Studied WWII most of my life. I learn new things all of the time. Very hard to read about WWI. War started by the bullet of a socialist assassin, trained by a secret service. The massive loss of life, the repeated command failures, the weapons far advanced of tactics, left a bloodbath that’s just hard to comprehend.

My Father was told from childhood never to go fight in a war. His father had gone AWOL and escaped conscription in the Italian army before WWII and fled across the new border to Austria and finally to the United States to avoid another European war. He was against any service for any army, although his brothers all participated in the Yugoslavian resistance against the NAZI’s. His brother, my great Uncle was caught, nearly died in captivity in a NAZI work ‘camp’. I was told in childhood to never voluntarily serve. I thought it was the Vietnam war, but the family history was far deeper....
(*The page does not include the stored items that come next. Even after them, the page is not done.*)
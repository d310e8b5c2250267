//! Quiz Quest API tester
//!
//! RESTバックエンドの固定エンドポイント群を1回ずつ検査するスモークテストハーネス

#![warn(missing_docs)]

/// 固定設定
pub mod config;

/// エラー型定義
pub mod error;

/// ロギング初期化ユーティリティ
pub mod logging;

/// エンドポイントプローブ
pub mod probe;

/// レポート描画
pub mod report;

pub use config::TesterConfig;
pub use error::TesterError;
pub use probe::{ApiTester, ProbeFailure, ProbeOutcome};

use std::io::Write;

/// 一括検査 → ジャーニー検査 →（任意）利用例 → 終了メッセージ
///
/// プローブの成否に関わらず最後まで実行する。`Err` は出力失敗・クライアント作成失敗のみ。
pub async fn run<W: Write>(config: &TesterConfig, out: W) -> Result<W, TesterError> {
    let mut tester = ApiTester::with_writer(config, out)?;

    writeln!(tester.writer_mut(), "🚀 Starting REST API tests...")?;

    tester.run_all_probes().await?;

    report::write_separator(tester.writer_mut())?;
    tester.probe_user_journey(&config.journey_email).await?;

    if config.show_usage {
        tester.print_usage_examples()?;
    }

    report::write_closing(tester.writer_mut())?;
    Ok(tester.into_writer())
}
//! 固定設定
//!
//! コマンドライン引数・環境変数・設定ファイルは読まない。実行時は常に `TesterConfig::default()`。

use reqwest::Url;
use std::time::Duration;

/// ベースURL
pub const DEFAULT_BASE_URL: &str = "http://localhost:3000/api";

/// リクエストタイムアウト（秒）
pub const DEFAULT_TIMEOUT_SECS: u64 = 10;

/// ジャーニー検査に使うメールアドレス
pub const DEFAULT_JOURNEY_EMAIL: &str = "user@example.com";

/// テスター設定
#[derive(Debug, Clone, PartialEq, Eq)]
pub struct TesterConfig {
    /// APIのベースURL（末尾の`/`なし）
    pub base_url: String,
    /// 1リクエストあたりのタイムアウト
    pub timeout: Duration,
    /// ジャーニー検査のメールアドレス
    pub journey_email: String,
    /// API利用例を表示するか（既定はオフ）
    pub show_usage: bool,
}

impl Default for TesterConfig {
    fn default() -> Self {
        Self {
            base_url: DEFAULT_BASE_URL.to_string(),
            timeout: Duration::from_secs(DEFAULT_TIMEOUT_SECS),
            journey_email: DEFAULT_JOURNEY_EMAIL.to_string(),
            show_usage: false,
        }
    }
}

impl TesterConfig {
    /// トラブルシューティング表示用のポート番号
    pub fn port_hint(&self) -> String {
        port_hint(&self.base_url)
    }
}

/// ベースURLからポート番号を取り出す
///
/// 明示されたポート、なければスキームの既定ポート。
pub fn port_hint(base_url: &str) -> String {
    match Url::parse(base_url)
        .ok()
        .and_then(|url| url.port_or_known_default())
    {
        Some(port) => port.to_string(),
        None => base_url
            .rsplit(':')
            .next()
            .and_then(|tail| tail.split('/').next())
            .unwrap_or_default()
            .to_string(),
    }
}
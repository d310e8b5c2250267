//! Quiz Quest API tester entry point
//!
//! 引数・環境変数は受け付けない。検査の成否に関わらず終了コードは0。

use quiz_api_tester::{logging, TesterConfig};
use tracing::error;

#[tokio::main(flavor = "current_thread")]
async fn main() {
    if let Err(e) = logging::init() {
        eprintln!("Error: {}", e);
    }

    if let Err(e) = quiz_api_tester::run(&TesterConfig::default(), std::io::stdout()).await {
        error!("Test run aborted: {}", e);
    }
}
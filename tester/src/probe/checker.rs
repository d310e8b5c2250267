//! エンドポイントチェッカー
//!
//! ベースURLとHTTPクライアントを保持し、プローブ・一括検査・ジャーニー検査を行う。
//! 出力先は `Write` で差し替え可能（実行時は標準出力）。

use crate::config::TesterConfig;
use crate::error::TesterError;
use crate::probe::classify::{classify_transport_error, ProbeOutcome};
use crate::report;
use chrono::Local;
use quiz_api_tester_common::{ProbeResult, DEFAULT_ENDPOINTS};
use reqwest::Client;
use std::io::Write;
use std::time::Instant;
use tracing::{debug, info};

/// APIテスター
pub struct ApiTester<W: Write> {
    /// APIのベースURL
    base_url: String,
    /// 全プローブで再利用するHTTPクライアント
    client: Client,
    /// 出力先
    out: W,
    /// トラブルシューティング表示用のポート
    port_hint: String,
}

impl<W: Write> ApiTester<W> {
    /// 任意の出力先に書き込むテスターを作成
    pub fn with_writer(config: &TesterConfig, out: W) -> Result<Self, TesterError> {
        let client = Client::builder().timeout(config.timeout).build()?;

        Ok(Self {
            base_url: config.base_url.clone(),
            client,
            out,
            port_hint: config.port_hint(),
        })
    }

    /// 出力先を取り出す
    pub fn into_writer(self) -> W {
        self.out
    }

    /// 出力先への可変参照
    pub fn writer_mut(&mut self) -> &mut W {
        &mut self.out
    }

    /// 単一エンドポイントを検査
    ///
    /// プローブ自体の失敗は `ProbeOutcome` に格納して返す。`Err` になるのは出力の書き込み失敗のみ。
    pub async fn probe(
        &mut self,
        path: &str,
        description: &str,
    ) -> Result<ProbeOutcome, TesterError> {
        let url = format!("{}{}", self.base_url, path);
        report::write_probe_start(&mut self.out, description, &url)?;

        let outcome = self.fetch(url).await;

        match &outcome.failure {
            None => debug!(
                path = %path,
                status = ?outcome.status_code,
                latency_ms = outcome.elapsed.as_millis() as u64,
                records = outcome.data_count(),
                "Probe succeeded"
            ),
            Some(failure) => debug!(
                path = %path,
                status = ?outcome.status_code,
                error = %failure,
                "Probe failed"
            ),
        }

        report::write_probe_outcome(&mut self.out, &outcome)?;
        Ok(outcome)
    }

    async fn fetch(&self, url: String) -> ProbeOutcome {
        let start = Instant::now();

        let response = match self.client.get(&url).send().await {
            Ok(response) => response,
            Err(e) => {
                return ProbeOutcome::unreachable(url, start.elapsed(), classify_transport_error(&e))
            }
        };

        let status = response.status().as_u16();
        match response.text().await {
            Ok(body) => ProbeOutcome::from_response(url, start.elapsed(), status, &body),
            Err(e) => ProbeOutcome::unreachable(url, start.elapsed(), classify_transport_error(&e)),
        }
    }

    /// 固定エンドポイントを順番に検査し、サマリーを表示
    pub async fn run_all_probes(&mut self) -> Result<Vec<ProbeResult>, TesterError> {
        report::write_header(&mut self.out, "API TESTER - QUIZ QUEST")?;
        writeln!(self.out, "🔗 Base URL: {}", self.base_url)?;
        writeln!(
            self.out,
            "⏰ Timestamp: {}",
            Local::now().format("%Y-%m-%d %H:%M:%S")
        )?;

        info!(
            base_url = %self.base_url,
            count = DEFAULT_ENDPOINTS.len(),
            "Starting endpoint sweep"
        );

        let mut results = Vec::with_capacity(DEFAULT_ENDPOINTS.len());
        for endpoint in DEFAULT_ENDPOINTS.iter() {
            let outcome = self.probe(endpoint.path, endpoint.description).await?;
            results.push(ProbeResult {
                endpoint: endpoint.path.to_string(),
                description: endpoint.description.to_string(),
                success: outcome.is_success(),
                data_count: outcome.data_count(),
            });
        }

        report::write_summary(&mut self.out, &results, &self.base_url, &self.port_hint)?;

        let success = report::success_count(&results);
        info!(
            success = success,
            failure = results.len() - success,
            "Endpoint sweep completed"
        );

        Ok(results)
    }

    /// 指定ユーザーのコンバージョンイベント履歴を検査
    ///
    /// メールアドレスは検証せずそのままパスに埋め込む。
    pub async fn probe_user_journey(&mut self, email: &str) -> Result<ProbeOutcome, TesterError> {
        report::write_header(&mut self.out, &format!("USER JOURNEY: {}", email))?;

        let path = format!("/conversion-events/email/{}", email);
        let description = format!("Events for user {}", email);
        let outcome = self.probe(&path, &description).await?;

        if let (true, Some(envelope)) = (outcome.is_success(), &outcome.payload) {
            let events = envelope.records();
            if !events.is_empty() {
                report::write_journey(&mut self.out, events)?;
            }
        }

        Ok(outcome)
    }

    /// API利用例を表示
    pub fn print_usage_examples(&mut self) -> Result<(), TesterError> {
        report::write_usage_examples(&mut self.out, &self.base_url)?;
        Ok(())
    }
}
My father was visiting a museum in now day Slovenia, he saw a picture of his Grandfather at the end of WWI. He did not know that he had been in the Austrian army. He had fought the entire White War in the mountains with the Austrian army. His photo, in his uniform, was the last exhibit in the museum. It wasn’t until my Father read about he White War, that he realized why the family was so against it all.

At this point, somewhere deep in my blood, I can smell a fascist. Hitler, Mussolini, modern Democrats (and their deep state operatives, you can just feel it. The ‘communists’ are really no better. I hope and pray that the voices of the dead scream out to people not to make the same mistakes and choices. War is hell.....but fascism and socialism are actually worse and always lead to War.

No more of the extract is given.